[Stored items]
************

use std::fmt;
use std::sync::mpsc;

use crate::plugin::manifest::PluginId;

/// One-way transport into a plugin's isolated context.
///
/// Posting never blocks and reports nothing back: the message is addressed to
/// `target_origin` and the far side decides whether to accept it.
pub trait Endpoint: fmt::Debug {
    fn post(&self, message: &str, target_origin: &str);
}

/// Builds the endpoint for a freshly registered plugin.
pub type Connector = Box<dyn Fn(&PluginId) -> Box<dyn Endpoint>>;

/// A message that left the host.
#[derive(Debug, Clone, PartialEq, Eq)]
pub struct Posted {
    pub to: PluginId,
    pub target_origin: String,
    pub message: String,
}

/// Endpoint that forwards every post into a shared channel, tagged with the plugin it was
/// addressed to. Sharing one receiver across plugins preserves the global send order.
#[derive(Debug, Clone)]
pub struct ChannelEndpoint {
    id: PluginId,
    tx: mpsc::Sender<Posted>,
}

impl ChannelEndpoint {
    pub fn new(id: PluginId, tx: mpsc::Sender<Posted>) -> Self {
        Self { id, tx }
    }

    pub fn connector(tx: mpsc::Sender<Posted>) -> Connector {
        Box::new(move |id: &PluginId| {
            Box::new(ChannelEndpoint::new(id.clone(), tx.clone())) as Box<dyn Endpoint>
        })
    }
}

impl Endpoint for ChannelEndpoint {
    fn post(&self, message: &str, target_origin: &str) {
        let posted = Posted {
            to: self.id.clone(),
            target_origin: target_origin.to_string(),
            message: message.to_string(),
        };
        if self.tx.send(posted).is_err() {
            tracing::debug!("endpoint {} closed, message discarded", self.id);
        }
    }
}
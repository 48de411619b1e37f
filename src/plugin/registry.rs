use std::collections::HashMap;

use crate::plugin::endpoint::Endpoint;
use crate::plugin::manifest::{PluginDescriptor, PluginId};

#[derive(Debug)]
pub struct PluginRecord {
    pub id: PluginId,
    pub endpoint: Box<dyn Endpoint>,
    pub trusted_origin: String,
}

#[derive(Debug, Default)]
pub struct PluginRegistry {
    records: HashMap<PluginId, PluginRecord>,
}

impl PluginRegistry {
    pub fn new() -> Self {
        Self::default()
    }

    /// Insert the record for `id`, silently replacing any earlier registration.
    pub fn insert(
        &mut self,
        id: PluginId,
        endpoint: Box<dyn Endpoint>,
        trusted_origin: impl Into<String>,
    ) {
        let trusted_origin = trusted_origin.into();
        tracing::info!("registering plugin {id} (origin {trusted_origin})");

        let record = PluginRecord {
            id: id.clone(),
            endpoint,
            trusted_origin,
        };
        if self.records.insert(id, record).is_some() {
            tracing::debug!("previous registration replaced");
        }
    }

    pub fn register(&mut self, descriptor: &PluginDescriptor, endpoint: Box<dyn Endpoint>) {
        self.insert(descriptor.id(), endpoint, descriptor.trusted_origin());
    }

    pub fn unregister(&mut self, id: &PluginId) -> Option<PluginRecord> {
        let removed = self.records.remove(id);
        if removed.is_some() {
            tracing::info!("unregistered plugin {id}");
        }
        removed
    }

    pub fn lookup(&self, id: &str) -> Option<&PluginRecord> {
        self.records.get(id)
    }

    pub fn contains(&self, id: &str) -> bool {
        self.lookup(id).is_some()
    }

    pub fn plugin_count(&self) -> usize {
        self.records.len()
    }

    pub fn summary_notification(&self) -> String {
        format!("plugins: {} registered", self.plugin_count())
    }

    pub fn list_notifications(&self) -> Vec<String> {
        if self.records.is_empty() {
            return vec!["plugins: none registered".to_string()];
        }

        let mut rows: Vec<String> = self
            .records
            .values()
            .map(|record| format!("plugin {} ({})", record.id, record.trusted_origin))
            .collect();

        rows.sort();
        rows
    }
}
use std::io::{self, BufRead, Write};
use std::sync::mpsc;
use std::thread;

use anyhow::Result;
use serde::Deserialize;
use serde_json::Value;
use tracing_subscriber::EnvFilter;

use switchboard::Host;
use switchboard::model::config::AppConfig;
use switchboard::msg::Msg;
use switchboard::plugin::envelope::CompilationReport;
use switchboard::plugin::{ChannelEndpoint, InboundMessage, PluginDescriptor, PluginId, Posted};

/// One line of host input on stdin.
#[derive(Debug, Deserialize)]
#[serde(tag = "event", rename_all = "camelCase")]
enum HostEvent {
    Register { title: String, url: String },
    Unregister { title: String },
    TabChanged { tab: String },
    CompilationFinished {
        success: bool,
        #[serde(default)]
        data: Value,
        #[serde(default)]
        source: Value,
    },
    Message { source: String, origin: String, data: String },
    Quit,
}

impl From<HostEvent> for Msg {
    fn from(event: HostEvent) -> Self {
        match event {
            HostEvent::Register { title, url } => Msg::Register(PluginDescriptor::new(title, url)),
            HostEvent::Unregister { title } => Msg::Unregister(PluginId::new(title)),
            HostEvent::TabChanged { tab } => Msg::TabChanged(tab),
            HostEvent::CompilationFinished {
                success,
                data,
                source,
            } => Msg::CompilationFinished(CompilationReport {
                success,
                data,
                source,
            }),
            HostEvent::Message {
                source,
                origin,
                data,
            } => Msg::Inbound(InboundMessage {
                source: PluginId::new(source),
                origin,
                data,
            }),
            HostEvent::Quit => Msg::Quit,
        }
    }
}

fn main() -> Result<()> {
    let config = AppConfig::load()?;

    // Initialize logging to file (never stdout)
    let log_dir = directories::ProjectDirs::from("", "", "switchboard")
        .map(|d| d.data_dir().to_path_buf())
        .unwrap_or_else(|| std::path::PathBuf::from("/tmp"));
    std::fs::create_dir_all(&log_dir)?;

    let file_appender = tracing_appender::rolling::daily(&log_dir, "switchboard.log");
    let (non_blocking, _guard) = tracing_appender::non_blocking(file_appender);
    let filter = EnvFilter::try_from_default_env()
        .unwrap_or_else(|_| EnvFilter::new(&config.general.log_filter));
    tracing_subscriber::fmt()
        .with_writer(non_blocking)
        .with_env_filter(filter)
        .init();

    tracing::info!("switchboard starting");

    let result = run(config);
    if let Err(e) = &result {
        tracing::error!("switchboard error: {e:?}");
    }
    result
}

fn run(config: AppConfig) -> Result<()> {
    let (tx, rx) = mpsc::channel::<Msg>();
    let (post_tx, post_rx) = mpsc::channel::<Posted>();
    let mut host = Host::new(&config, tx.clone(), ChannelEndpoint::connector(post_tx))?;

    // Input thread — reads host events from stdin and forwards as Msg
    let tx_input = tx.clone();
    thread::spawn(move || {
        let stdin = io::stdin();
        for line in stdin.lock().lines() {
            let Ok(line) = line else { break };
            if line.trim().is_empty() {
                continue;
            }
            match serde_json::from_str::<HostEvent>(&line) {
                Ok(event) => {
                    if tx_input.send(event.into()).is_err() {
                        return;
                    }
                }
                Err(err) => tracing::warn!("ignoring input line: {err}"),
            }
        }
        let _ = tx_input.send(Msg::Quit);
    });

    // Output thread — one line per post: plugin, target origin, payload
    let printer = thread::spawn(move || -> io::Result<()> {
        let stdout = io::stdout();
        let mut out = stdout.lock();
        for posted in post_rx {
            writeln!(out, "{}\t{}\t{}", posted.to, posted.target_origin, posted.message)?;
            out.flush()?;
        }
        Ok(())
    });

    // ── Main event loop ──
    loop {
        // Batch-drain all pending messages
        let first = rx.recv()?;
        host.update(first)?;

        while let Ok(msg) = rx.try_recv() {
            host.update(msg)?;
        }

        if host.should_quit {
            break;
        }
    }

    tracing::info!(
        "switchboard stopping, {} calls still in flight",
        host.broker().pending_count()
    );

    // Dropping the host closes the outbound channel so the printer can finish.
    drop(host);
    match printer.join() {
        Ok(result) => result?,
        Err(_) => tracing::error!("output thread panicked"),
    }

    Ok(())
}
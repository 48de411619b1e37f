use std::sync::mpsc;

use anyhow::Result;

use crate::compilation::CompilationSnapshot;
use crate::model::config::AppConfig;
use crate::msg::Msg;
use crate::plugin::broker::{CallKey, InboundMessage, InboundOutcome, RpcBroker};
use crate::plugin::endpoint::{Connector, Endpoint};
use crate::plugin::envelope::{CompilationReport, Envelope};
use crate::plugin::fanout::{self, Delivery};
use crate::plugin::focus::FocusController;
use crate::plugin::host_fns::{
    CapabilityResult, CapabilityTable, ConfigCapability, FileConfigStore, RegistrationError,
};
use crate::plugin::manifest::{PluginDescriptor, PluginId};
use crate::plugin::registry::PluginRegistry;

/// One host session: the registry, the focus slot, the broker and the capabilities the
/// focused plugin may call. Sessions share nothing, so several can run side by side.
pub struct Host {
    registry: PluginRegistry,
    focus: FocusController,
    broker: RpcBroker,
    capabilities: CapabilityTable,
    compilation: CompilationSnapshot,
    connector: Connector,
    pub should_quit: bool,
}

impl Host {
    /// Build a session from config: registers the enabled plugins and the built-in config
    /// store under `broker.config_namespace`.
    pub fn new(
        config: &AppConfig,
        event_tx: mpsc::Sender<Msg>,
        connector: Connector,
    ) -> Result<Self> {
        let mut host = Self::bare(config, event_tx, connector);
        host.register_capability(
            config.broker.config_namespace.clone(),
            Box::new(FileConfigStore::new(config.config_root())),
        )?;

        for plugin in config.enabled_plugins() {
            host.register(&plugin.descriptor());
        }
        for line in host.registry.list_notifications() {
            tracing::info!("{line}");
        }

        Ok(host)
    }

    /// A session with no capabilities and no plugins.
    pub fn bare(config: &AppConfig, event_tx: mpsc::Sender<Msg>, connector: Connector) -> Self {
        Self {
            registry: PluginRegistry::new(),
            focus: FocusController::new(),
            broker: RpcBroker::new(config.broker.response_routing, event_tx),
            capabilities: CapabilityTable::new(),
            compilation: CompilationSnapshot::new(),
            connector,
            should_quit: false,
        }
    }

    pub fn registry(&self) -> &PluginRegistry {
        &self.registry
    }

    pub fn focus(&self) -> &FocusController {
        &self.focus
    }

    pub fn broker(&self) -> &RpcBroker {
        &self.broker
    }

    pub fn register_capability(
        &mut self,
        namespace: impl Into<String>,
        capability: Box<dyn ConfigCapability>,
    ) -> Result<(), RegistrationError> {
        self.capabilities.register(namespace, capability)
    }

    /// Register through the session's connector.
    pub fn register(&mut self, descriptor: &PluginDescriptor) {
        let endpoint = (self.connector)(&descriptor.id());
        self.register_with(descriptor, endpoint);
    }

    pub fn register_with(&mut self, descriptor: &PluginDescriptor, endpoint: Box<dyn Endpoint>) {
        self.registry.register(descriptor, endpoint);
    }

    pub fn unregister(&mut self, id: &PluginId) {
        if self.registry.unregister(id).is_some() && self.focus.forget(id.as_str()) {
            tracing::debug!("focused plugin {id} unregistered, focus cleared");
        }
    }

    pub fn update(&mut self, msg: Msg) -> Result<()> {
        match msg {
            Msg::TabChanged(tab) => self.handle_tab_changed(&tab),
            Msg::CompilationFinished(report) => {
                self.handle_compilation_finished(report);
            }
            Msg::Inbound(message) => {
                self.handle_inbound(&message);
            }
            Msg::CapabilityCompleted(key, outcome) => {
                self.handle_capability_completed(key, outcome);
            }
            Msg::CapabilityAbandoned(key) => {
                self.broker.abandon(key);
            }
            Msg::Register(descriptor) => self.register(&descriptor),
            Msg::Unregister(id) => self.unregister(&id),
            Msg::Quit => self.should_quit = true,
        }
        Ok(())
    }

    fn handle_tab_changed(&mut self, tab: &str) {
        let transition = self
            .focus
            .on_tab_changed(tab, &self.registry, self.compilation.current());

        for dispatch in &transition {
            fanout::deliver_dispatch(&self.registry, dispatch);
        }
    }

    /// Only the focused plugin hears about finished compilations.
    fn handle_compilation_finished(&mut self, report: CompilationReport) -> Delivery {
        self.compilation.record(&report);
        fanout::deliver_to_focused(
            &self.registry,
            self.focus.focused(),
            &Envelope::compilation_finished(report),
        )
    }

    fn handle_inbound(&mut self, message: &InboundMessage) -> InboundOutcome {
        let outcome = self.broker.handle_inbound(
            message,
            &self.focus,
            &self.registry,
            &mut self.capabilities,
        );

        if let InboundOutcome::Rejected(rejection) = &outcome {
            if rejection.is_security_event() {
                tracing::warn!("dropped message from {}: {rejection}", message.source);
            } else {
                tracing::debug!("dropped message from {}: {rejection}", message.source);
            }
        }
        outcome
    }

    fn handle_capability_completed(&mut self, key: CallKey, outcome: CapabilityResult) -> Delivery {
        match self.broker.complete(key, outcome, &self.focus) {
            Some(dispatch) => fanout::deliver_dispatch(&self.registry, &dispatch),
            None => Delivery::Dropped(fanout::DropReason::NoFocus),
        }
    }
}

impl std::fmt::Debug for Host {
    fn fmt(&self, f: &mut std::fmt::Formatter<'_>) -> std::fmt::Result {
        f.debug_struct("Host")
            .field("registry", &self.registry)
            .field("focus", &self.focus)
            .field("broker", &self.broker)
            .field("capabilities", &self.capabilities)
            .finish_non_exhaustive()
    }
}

************

**TASK DETAILS**
The output must consist solely of the lines from the first line of the records through the line containing "is addressed to", reproduced exactly.

**OUTPUT**
use std::fmt;
use std::sync::mpsc;

use crate::plugin::manifest::PluginId;

/// One-way transport into a plugin's isolated context.
///
/// Posting never blocks and reports nothing back: the message is addressed to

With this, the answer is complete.